//! Bipartite graph variants of the data model in [`crate::graph`].
//!
//! `BipartiteGraph` partitions its vertices into two disjoint sides and rejects edges within a
//! side. `CompleteBipartiteGraph` (a biclique) only stores its two sides: completeness is an
//! invariant of the representation, adding a vertex to one side implicitly materializes the
//! edges to every vertex of the other side.

use fxhash::{FxHashMap, FxHashSet};
use crate::cust_error::ValidationError;
use crate::graph::{Edge, Graph};

/// A graph whose vertices split into a left and a right side with all edges crossing between
/// them. Same invariants as [`Graph`] otherwise.
#[derive(Debug, Clone, Default)]
pub struct BipartiteGraph {
    left: FxHashSet<usize>,
    right: FxHashSet<usize>,
    incidence: FxHashMap<usize, FxHashSet<Edge>>,
    weights: FxHashMap<Edge, Option<i64>>,
}

impl BipartiteGraph {

    pub fn new() -> Self {
        BipartiteGraph::default()
    }

    /// Creates an edgeless bipartite graph from two vertex sets.
    /// Returns a `ValidationError` if the sets share a vertex.
    pub fn from_sides<L, R>(left: L, right: R) -> Result<Self, ValidationError>
    where
        L: IntoIterator<Item = usize>,
        R: IntoIterator<Item = usize>,
    {
        let mut graph = BipartiteGraph::new();
        for v in left {
            graph.add_left_vertex(v)?;
        }
        for v in right {
            graph.add_right_vertex(v)?;
        }
        Ok(graph)
    }

    /// Creates a bipartite graph from a sequence of vertex pairs, placing first elements on the
    /// left side and second elements on the right side.
    /// Returns a `ValidationError` if a vertex would end up on both sides or a pair occurs twice.
    pub fn from_pairs(pairs: &[(usize, usize)]) -> Result<Self, ValidationError> {
        let mut graph = BipartiteGraph::new();
        for &(u, v) in pairs {
            if !graph.left.contains(&u) {
                graph.add_left_vertex(u)?;
            }
            if !graph.right.contains(&v) {
                graph.add_right_vertex(v)?;
            }
        }
        for &(u, v) in pairs {
            graph.add_edge(Edge::new(u, v))?;
        }
        Ok(graph)
    }

    pub fn left(&self) -> &FxHashSet<usize> {
        &self.left
    }

    pub fn right(&self) -> &FxHashSet<usize> {
        &self.right
    }

    /// Returns an `Iterator` over all vertices of both sides.
    pub fn vertices(&self) -> impl Iterator<Item = usize> + '_ {
        self.left.iter().chain(self.right.iter()).copied()
    }

    pub fn n(&self) -> usize {
        self.left.len() + self.right.len()
    }

    pub fn m(&self) -> usize {
        self.weights.len()
    }

    pub fn edges(&self) -> impl Iterator<Item = &Edge> + '_ {
        self.weights.keys()
    }

    /// Returns the edge-to-weight map, which also serves as the canonical edge set.
    pub fn edge_weights(&self) -> &FxHashMap<Edge, Option<i64>> {
        &self.weights
    }

    pub fn contains_edge(&self, edge: &Edge) -> bool {
        self.weights.contains_key(edge)
    }

    /// Checks if both sides have the same size.
    pub fn is_balanced(&self) -> bool {
        self.left.len() == self.right.len()
    }

    /// Checks if every left-right pair is connected.
    pub fn is_complete(&self) -> bool {
        self.m() == self.left.len() * self.right.len()
    }

    /// Adds `v` to the left side. Returns `false` if `v` was already there and a
    /// `ValidationError` if `v` sits on the right side.
    pub fn add_left_vertex(&mut self, v: usize) -> Result<bool, ValidationError> {
        if self.right.contains(&v) {
            return Err(ValidationError::SidesNotDisjoint(v))
        }
        if self.left.insert(v) {
            self.incidence.insert(v, FxHashSet::default());
            Ok(true)
        } else {
            Ok(false)
        }
    }

    /// Adds `v` to the right side. Returns `false` if `v` was already there and a
    /// `ValidationError` if `v` sits on the left side.
    pub fn add_right_vertex(&mut self, v: usize) -> Result<bool, ValidationError> {
        if self.left.contains(&v) {
            return Err(ValidationError::SidesNotDisjoint(v))
        }
        if self.right.insert(v) {
            self.incidence.insert(v, FxHashSet::default());
            Ok(true)
        } else {
            Ok(false)
        }
    }

    /// Removes `v` from whichever side holds it, along with every incident edge.
    pub fn remove_vertex(&mut self, v: usize) {
        if !self.left.remove(&v) && !self.right.remove(&v) {
            return
        }
        let edges = self.incidence.remove(&v).expect("`v` was a vertex of `self`");
        for edge in edges {
            if let Some(other_edges) = self.incidence.get_mut(&edge.other(v)) {
                other_edges.remove(&edge);
            }
            self.weights.remove(&edge);
        }
    }

    /// Adds `edge` to the graph.
    /// Returns a `ValidationError` if an endpoint is unknown, both endpoints fall on the same
    /// side, or the edge is already present.
    pub fn add_edge(&mut self, edge: Edge) -> Result<(), ValidationError> {
        let (u, v) = edge.endpoints();
        for w in [u, v] {
            if !self.left.contains(&w) && !self.right.contains(&w) {
                return Err(ValidationError::UnknownVertex(w))
            }
        }
        if self.left.contains(&u) == self.left.contains(&v) {
            return Err(ValidationError::SameSideEdge(u, v))
        }
        if self.weights.contains_key(&edge) {
            return Err(ValidationError::DuplicateEdge(u, v))
        }
        self.weights.insert(edge.clone(), edge.weight());
        self.incidence.get_mut(&u).expect("`u` is a vertex of `self`").insert(edge.clone());
        self.incidence.get_mut(&v).expect("`v` is a vertex of `self`").insert(edge);
        Ok(())
    }

    /// Returns the neighbors of `v` (always on the opposite side).
    pub fn adjacent(&self, v: usize) -> FxHashSet<usize> {
        self.incidence
            .get(&v)
            .map(|edges| edges.iter().map(|e| e.other(v)).collect())
            .unwrap_or_default()
    }

    /// Returns the edges incident to `v`, or `None` if `v` is not a vertex of `self`.
    pub fn incident_edges(&self, v: usize) -> Option<&FxHashSet<Edge>> {
        self.incidence.get(&v)
    }

    /// Returns the induced star around `v`: `v` alone on one side, its neighbors on the other.
    pub fn star(&self, v: usize) -> BipartiteGraph {
        let mut star = BipartiteGraph::new();
        star.add_left_vertex(v).expect("`star` is empty");
        if let Some(edges) = self.incidence.get(&v) {
            for edge in edges {
                star.add_right_vertex(edge.other(v)).expect("neighbors of `v` differ from `v`");
                star.add_edge(edge.clone()).expect("incident edges of `v` are distinct");
            }
        }
        star
    }

    /// Forgets the side assignment.
    pub fn to_graph(&self) -> Graph {
        let mut graph = Graph::new();
        for v in self.vertices() {
            graph.add_vertex(v);
        }
        for edge in self.edges() {
            graph.add_edge(edge.clone()).expect("edges of `self` are distinct over known vertices");
        }
        graph
    }

}

impl PartialEq for BipartiteGraph {
    /// Structural equality: equal edge sets and equal sides, up to swapping the side assignment.
    fn eq(&self, other: &Self) -> bool {
        let sides_match = (self.left == other.left && self.right == other.right)
            || (self.left == other.right && self.right == other.left);
        sides_match && self.weights == other.weights
    }
}

impl Eq for BipartiteGraph {}

/// A complete bipartite graph (biclique), represented by its two sides only. Every left-right
/// pair is an edge by definition, so completeness can not be violated.
#[derive(Debug, Clone, Default)]
pub struct CompleteBipartiteGraph {
    left: FxHashSet<usize>,
    right: FxHashSet<usize>,
}

impl CompleteBipartiteGraph {

    /// Creates a biclique from two vertex sets.
    /// Returns a `ValidationError` if the sets share a vertex.
    pub fn from_sides<L, R>(left: L, right: R) -> Result<Self, ValidationError>
    where
        L: IntoIterator<Item = usize>,
        R: IntoIterator<Item = usize>,
    {
        let left: FxHashSet<usize> = left.into_iter().collect();
        let right: FxHashSet<usize> = right.into_iter().collect();
        if let Some(shared) = left.intersection(&right).next() {
            return Err(ValidationError::SidesNotDisjoint(*shared))
        }
        Ok(CompleteBipartiteGraph { left, right })
    }

    pub fn left(&self) -> &FxHashSet<usize> {
        &self.left
    }

    pub fn right(&self) -> &FxHashSet<usize> {
        &self.right
    }

    pub fn n(&self) -> usize {
        self.left.len() + self.right.len()
    }

    pub fn m(&self) -> usize {
        self.left.len() * self.right.len()
    }

    /// Adds `v` to the left side, implicitly connecting it to the whole right side.
    pub fn add_left_vertex(&mut self, v: usize) -> Result<bool, ValidationError> {
        if self.right.contains(&v) {
            return Err(ValidationError::SidesNotDisjoint(v))
        }
        Ok(self.left.insert(v))
    }

    /// Adds `v` to the right side, implicitly connecting it to the whole left side.
    pub fn add_right_vertex(&mut self, v: usize) -> Result<bool, ValidationError> {
        if self.left.contains(&v) {
            return Err(ValidationError::SidesNotDisjoint(v))
        }
        Ok(self.right.insert(v))
    }

    /// Checks if the unordered pair `{u, v}` is an edge of the biclique.
    pub fn contains_pair(&self, u: usize, v: usize) -> bool {
        (self.left.contains(&u) && self.right.contains(&v))
            || (self.left.contains(&v) && self.right.contains(&u))
    }

    /// Returns an `Iterator` over all left-right pairs.
    pub fn edge_pairs(&self) -> impl Iterator<Item = (usize, usize)> + '_ {
        self.left
            .iter()
            .flat_map(move |&u| self.right.iter().map(move |&v| (u, v)))
    }

    /// Materializes the edges into a `BipartiteGraph`.
    pub fn to_bipartite(&self) -> BipartiteGraph {
        let mut graph = BipartiteGraph::from_sides(self.left.iter().copied(), self.right.iter().copied())
            .expect("the sides of `self` are disjoint");
        for (u, v) in self.edge_pairs() {
            graph.add_edge(Edge::new(u, v)).expect("left-right pairs are distinct edges");
        }
        graph
    }

}

impl PartialEq for CompleteBipartiteGraph {
    fn eq(&self, other: &Self) -> bool {
        (self.left == other.left && self.right == other.right)
            || (self.left == other.right && self.right == other.left)
    }
}

impl Eq for CompleteBipartiteGraph {}

/// Checks if the union of the bicliques' edges equals `target` exactly: no edge of `target`
/// uncovered and no biclique edge outside of `target`.
pub fn is_valid_cover<'a, I>(target: &Graph, cover: I) -> bool
where
    I: IntoIterator<Item = &'a CompleteBipartiteGraph>,
{
    let target_pairs: FxHashSet<(usize, usize)> = target
        .edges()
        .map(|e| {
            let (u, v) = e.endpoints();
            (u.min(v), u.max(v))
        })
        .collect();
    let mut covered: FxHashSet<(usize, usize)> = FxHashSet::default();
    for biclique in cover {
        for (u, v) in biclique.edge_pairs() {
            let pair = (u.min(v), u.max(v));
            if !target_pairs.contains(&pair) {
                return false
            }
            covered.insert(pair);
        }
    }
    covered == target_pairs
}

#[cfg(test)]
mod tests {
    use super::*;

    #[test]
    fn side_validation_test() {
        let mut graph = BipartiteGraph::from_sides([0, 1], [2, 3]).unwrap();
        assert_eq!(graph.add_left_vertex(2), Err(ValidationError::SidesNotDisjoint(2)));
        assert_eq!(graph.add_edge(Edge::new(0, 1)), Err(ValidationError::SameSideEdge(0, 1)));
        assert_eq!(graph.add_edge(Edge::new(0, 4)), Err(ValidationError::UnknownVertex(4)));
        assert!(graph.add_edge(Edge::new(0, 2)).is_ok());
        assert_eq!(graph.add_edge(Edge::new(2, 0)), Err(ValidationError::DuplicateEdge(0, 2)));
        assert!(BipartiteGraph::from_sides([0, 1], [1, 2]).is_err());
    }

    #[test]
    fn from_pairs_test() {
        let graph = BipartiteGraph::from_pairs(&[(0, 3), (0, 4), (1, 3)]).unwrap();
        assert_eq!(graph.n(), 4);
        assert_eq!(graph.m(), 3);
        assert_eq!(graph.adjacent(0), [3, 4].into_iter().collect());
        // 3 would end up on both sides
        assert!(BipartiteGraph::from_pairs(&[(0, 3), (3, 4)]).is_err());
    }

    #[test]
    fn swapped_sides_equality_test() {
        let g1 = BipartiteGraph::from_pairs(&[(0, 2), (1, 2)]).unwrap();
        let mut g2 = BipartiteGraph::from_sides([2], [0, 1]).unwrap();
        g2.add_edge(Edge::new(2, 0)).unwrap();
        g2.add_edge(Edge::new(2, 1)).unwrap();
        assert_eq!(g1, g2);
    }

    #[test]
    fn remove_vertex_test() {
        let mut graph = BipartiteGraph::from_pairs(&[(0, 2), (0, 3), (1, 2)]).unwrap();
        graph.remove_vertex(2);
        assert_eq!(graph.n(), 3);
        assert_eq!(graph.m(), 1);
        assert!(graph.adjacent(1).is_empty());
    }

    #[test]
    fn star_test() {
        let graph = BipartiteGraph::from_pairs(&[(0, 2), (0, 3), (1, 2)]).unwrap();
        let star = graph.star(0);
        assert_eq!(star.n(), 3);
        assert_eq!(star.m(), 2);
        assert!(star.is_complete());
    }

    #[test]
    fn biclique_materialization_test() {
        let mut biclique = CompleteBipartiteGraph::from_sides([0, 1], [2]).unwrap();
        assert!(biclique.add_right_vertex(3).unwrap());
        assert_eq!(biclique.m(), 4);
        assert!(biclique.contains_pair(3, 0));
        let materialized = biclique.to_bipartite();
        assert!(materialized.is_complete());
        assert_eq!(materialized.m(), 4);
        assert_eq!(biclique.add_left_vertex(2), Err(ValidationError::SidesNotDisjoint(2)));
    }

    #[test]
    fn cover_validity_test() {
        let graph = Graph::from_pairs(&[(0, 3), (0, 4), (1, 3), (1, 5), (2, 4), (2, 5)]).unwrap();
        let cover = vec![
            CompleteBipartiteGraph::from_sides([0], [3, 4]).unwrap(),
            CompleteBipartiteGraph::from_sides([1], [3, 5]).unwrap(),
            CompleteBipartiteGraph::from_sides([2], [4, 5]).unwrap(),
        ];
        assert!(is_valid_cover(&graph, &cover));
        // missing an edge
        assert!(!is_valid_cover(&graph, &cover[..2]));
        // claims the non-edge (0, 5)
        let bogus = vec![
            CompleteBipartiteGraph::from_sides([0], [3, 4, 5]).unwrap(),
            CompleteBipartiteGraph::from_sides([1], [3, 5]).unwrap(),
            CompleteBipartiteGraph::from_sides([2], [4, 5]).unwrap(),
        ];
        assert!(!is_valid_cover(&graph, &bogus));
    }

}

What is needed: Give back exactly the lines of the listing above, starting with its first line and ending with the line that holds "pair occurs twice.".

Written answer:
//! Bipartite graph variants of the data model in [`crate::graph`].
//!
//! `BipartiteGraph` partitions its vertices into two disjoint sides and rejects edges within a
//! side. `CompleteBipartiteGraph` (a biclique) only stores its two sides: completeness is an
//! invariant of the representation, adding a vertex to one side implicitly materializes the
//! edges to every vertex of the other side.

use fxhash::{FxHashMap, FxHashSet};
use crate::cust_error::ValidationError;
use crate::graph::{Edge, Graph};

/// A graph whose vertices split into a left and a right side with all edges crossing between
/// them. Same invariants as [`Graph`] otherwise.
#[derive(Debug, Clone, Default)]
pub struct BipartiteGraph {
    left: FxHashSet<usize>,
    right: FxHashSet<usize>,
    incidence: FxHashMap<usize, FxHashSet<Edge>>,
    weights: FxHashMap<Edge, Option<i64>>,
}

impl BipartiteGraph {

    pub fn new() -> Self {
        BipartiteGraph::default()
    }

    /// Creates an edgeless bipartite graph from two vertex sets.
    /// Returns a `ValidationError` if the sets share a vertex.
    pub fn from_sides<L, R>(left: L, right: R) -> Result<Self, ValidationError>
    where
        L: IntoIterator<Item = usize>,
        R: IntoIterator<Item = usize>,
    {
        let mut graph = BipartiteGraph::new();
        for v in left {
            graph.add_left_vertex(v)?;
        }
        for v in right {
            graph.add_right_vertex(v)?;
        }
        Ok(graph)
    }

    /// Creates a bipartite graph from a sequence of vertex pairs, placing first elements on the
    /// left side and second elements on the right side.
    /// Returns a `ValidationError` if a vertex would end up on both sides or a pair occurs twice.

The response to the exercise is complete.